The problem: The response should be the lines of the data, starting at the first and ending at the one that contains "top to bottom", copied without change.

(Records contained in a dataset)
——

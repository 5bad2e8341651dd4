use ratatui::{
    Frame,
    layout::Rect,
    text::{Line, Span},
    widgets::{Block, Borders, Paragraph},
};

use lockwatch_types::SectionKind;

use crate::{
    app::AppState,
    ui::{
        Layout, Theme,
        components::{
            ActivityLog, ContactFooter, DeviceBar, QuickActions, SettingsGrid, StatusBar,
            home_hints,
        },
    },
};

/// Home screen: the composed section list rendered top to bottom
pub struct HomeScreen;

impl HomeScreen {
    pub fn render(frame: &mut Frame, state: &AppState) {
        let area = frame.area();
        let (header_area, content_area, status_area) = Layout::main(area);

        Self::render_header(frame, header_area, state);
        Self::render_sections(frame, content_area, state);
        Self::render_status_bar(frame, status_area, state);
    }

    fn render_header(frame: &mut Frame, area: Rect, state: &AppState) {
        let title = Line::from(vec![
            Span::styled("lockwatch", Theme::title()),
            Span::styled(" │ ", Theme::text_dim()),
            Span::styled(state.device.display_name(), Theme::text()),
            Span::styled(" │ ", Theme::text_dim()),
            Span::styled("Home", Theme::text()),
        ]);

        let header = Paragraph::new(title).block(
            Block::default()
                .borders(Borders::ALL)
                .border_style(Theme::border()),
        );

        frame.render_widget(header, area);
    }

    /// Dispatch each section to its rendering routine by kind. A kind
    /// this build does not recognize renders nothing.
    fn render_sections(frame: &mut Frame, area: Rect, state: &AppState) {
        let kinds: Vec<&SectionKind> = state.sections.iter().map(|s| &s.kind).collect();
        let regions = Layout::home_sections(area, &kinds);

        for (section, region) in state.sections.iter().zip(regions) {
            match &section.kind {
                SectionKind::DeviceBar(device) => {
                    frame.render_widget(DeviceBar::new(device), region);
                }
                SectionKind::QuickActions => {
                    frame.render_widget(QuickActions, region);
                }
                SectionKind::SettingsGrid(settings) => {
                    frame.render_widget(SettingsGrid::new(settings), region);
                }
                SectionKind::ActivityLog(records) => {
                    frame.render_widget(
                        ActivityLog::new(records, state.ui_state.activity_scroll),
                        region,
                    );
                }
                SectionKind::ContactFooter => {
                    frame.render_widget(ContactFooter, region);
                }
                _ => {}
            }
        }
    }

    fn render_status_bar(frame: &mut Frame, area: Rect, state: &AppState) {
        let status = StatusBar::new().hints(home_hints());

        let status = if let Some(error) = &state.ui_state.error_message {
            status.right_error(error.clone())
        } else {
            let right = format!(
                "{} · {}",
                state.device.lock_label(),
                state.device.battery_label()
            );
            status.right(right)
        };

        frame.render_widget(status, area);
    }
}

——

Finished exercise:
repository 5bad2e8341651dd4
use ratatui::{
    Frame,
    layout::Rect,
    text::{Line, Span},
    widgets::{Block, Borders, Paragraph},
};

use lockwatch_types::SectionKind;

use crate::{
    app::AppState,
    ui::{
        Layout, Theme,
        components::{
            ActivityLog, ContactFooter, DeviceBar, QuickActions, SettingsGrid, StatusBar,
            home_hints,
        },
    },
};

/// Home screen: the composed section list rendered top to bottom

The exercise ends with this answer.